# [Task goal]
The expected output is a copy of every line in the records with the string "CandidatePath".

(Dataset entries)
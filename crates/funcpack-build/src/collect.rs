//! Artifact collection: glob, re-root, reference.

use std::path::{Path, PathBuf};

use funcpack_core::{ArtifactMap, ContentRef};
use walkdir::WalkDir;
use wax::{CandidatePath, Glob, Pattern};

use crate::error::PackagingError;

/// The four disjoint namespaces of a build's artifacts.
#[derive(Debug, Clone, Copy, PartialEq, Eq, Hash, PartialOrd, Ord)]
pub enum AreaKind {
    /// Project static assets, served as-is.
    Static,
    /// Built client assets under the public path.
    Client,
    /// Built server code loaded by the function.
    Server,
    /// Production dependency tree.
    Dependencies,
}

/// One logical source area of a build.
#[derive(Debug, Clone, PartialEq, Eq)]
pub enum Area {
    /// Files under `root` matching `pattern`, re-rooted at `prefix`.
    Tree {
        kind: AreaKind,
        pattern: String,
        root: PathBuf,
        prefix: String,
        /// A missing `root` is an error rather than an empty area.
        required: bool,
    },
    /// A single file re-rooted at `dest`.
    File {
        kind: AreaKind,
        path: PathBuf,
        dest: String,
    },
}

impl Area {
    pub fn tree(kind: AreaKind, pattern: &str, root: PathBuf, prefix: &str) -> Self {
        Self::Tree {
            kind,
            pattern: pattern.to_owned(),
            root,
            prefix: prefix.to_owned(),
            required: false,
        }
    }

    /// Mark a tree area as required.
    pub fn required(self) -> Self {
        match self {
            Self::Tree {
                kind,
                pattern,
                root,
                prefix,
                ..
            } => Self::Tree {
                kind,
                pattern,
                root,
                prefix,
                required: true,
            },
            file @ Self::File { .. } => file,
        }
    }

    pub fn kind(&self) -> AreaKind {
        match self {
            Self::Tree { kind, .. } | Self::File { kind, .. } => *kind,
        }
    }

    pub fn collect(&self) -> Result<ArtifactMap, PackagingError> {
        match self {
            Self::Tree {
                pattern,
                root,
                prefix,
                required: true,
                ..
            } => collect_required(pattern, root, prefix),
            Self::Tree {
                pattern,
                root,
                prefix,
                ..
            } => collect(pattern, root, prefix),
            Self::File { path, dest, .. } => {
                if std::fs::symlink_metadata(path).is_err() {
                    return Err(PackagingError::MissingOutput(path.clone()));
                }
                let content = ContentRef::from_path(path).map_err(|e| PackagingError::Read {
                    path: path.clone(),
                    source: e,
                })?;
                let mut map = ArtifactMap::new();
                map.insert(dest.clone(), content)?;
                Ok(map)
            }
        }
    }
}

/// Map every file under `root` matching `pattern` to `prefix/<relative path>`.
///
/// Symlinks are recorded as links and never followed; file modes are kept.
/// A missing `root` yields an empty map.
pub fn collect(pattern: &str, root: &Path, prefix: &str) -> Result<ArtifactMap, PackagingError> {
    if std::fs::symlink_metadata(root).is_err() {
        tracing::debug!(root = %root.display(), "collect root absent; nothing to collect");
        return Ok(ArtifactMap::new());
    }
    collect_required(pattern, root, prefix)
}

/// Like [`collect`], but a missing `root` is a [`PackagingError::MissingOutput`].
pub fn collect_required(
    pattern: &str,
    root: &Path,
    prefix: &str,
) -> Result<ArtifactMap, PackagingError> {
    if std::fs::symlink_metadata(root).is_err() {
        return Err(PackagingError::MissingOutput(root.to_path_buf()));
    }

    let glob = Glob::new(pattern).map_err(|e| PackagingError::InvalidGlob {
        pattern: pattern.to_owned(),
        detail: e.to_string(),
    })?;

    let mut map = ArtifactMap::new();
    let walker = WalkDir::new(root)
        .follow_links(false)
        .min_depth(1)
        .sort_by_file_name();

    for entry in walker {
        let entry = entry.map_err(|e| PackagingError::Walk {
            root: root.to_path_buf(),
            detail: e.to_string(),
        })?;
        if entry.file_type().is_dir() {
            continue;
        }

        let relative = entry
            .path()
            .strip_prefix(root)
            // arch-lint: allow(no-silent-result-drop) reason="walkdir yields paths below root; the prefix always strips"
            .unwrap_or(entry.path())
            .to_string_lossy()
            .replace('\\', "/");
        if glob.matched(&CandidatePath::from(relative.as_str())).is_none() {
            continue;
        }

        let content = ContentRef::from_path(entry.path()).map_err(|e| PackagingError::Read {
            path: entry.path().to_path_buf(),
            source: e,
        })?;
        map.insert(join_prefix(prefix, &relative), content)?;
    }

    tracing::debug!(
        root = %root.display(),
        pattern,
        prefix,
        files = map.len(),
        "collected artifacts"
    );
    Ok(map)
}

/// Join a deployable prefix and a relative path with exactly one `/`.
pub fn join_prefix(prefix: &str, relative: &str) -> String {
    let prefix = prefix.trim_matches('/');
    let relative = relative.trim_start_matches('/');
    if prefix.is_empty() {
        relative.to_owned()
    } else {
        format!("{prefix}/{relative}")
    }
}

# [Response to this task]
use wax::{CandidatePath, Glob, Pattern};
        if glob.matched(&CandidatePath::from(relative.as_str())).is_none() {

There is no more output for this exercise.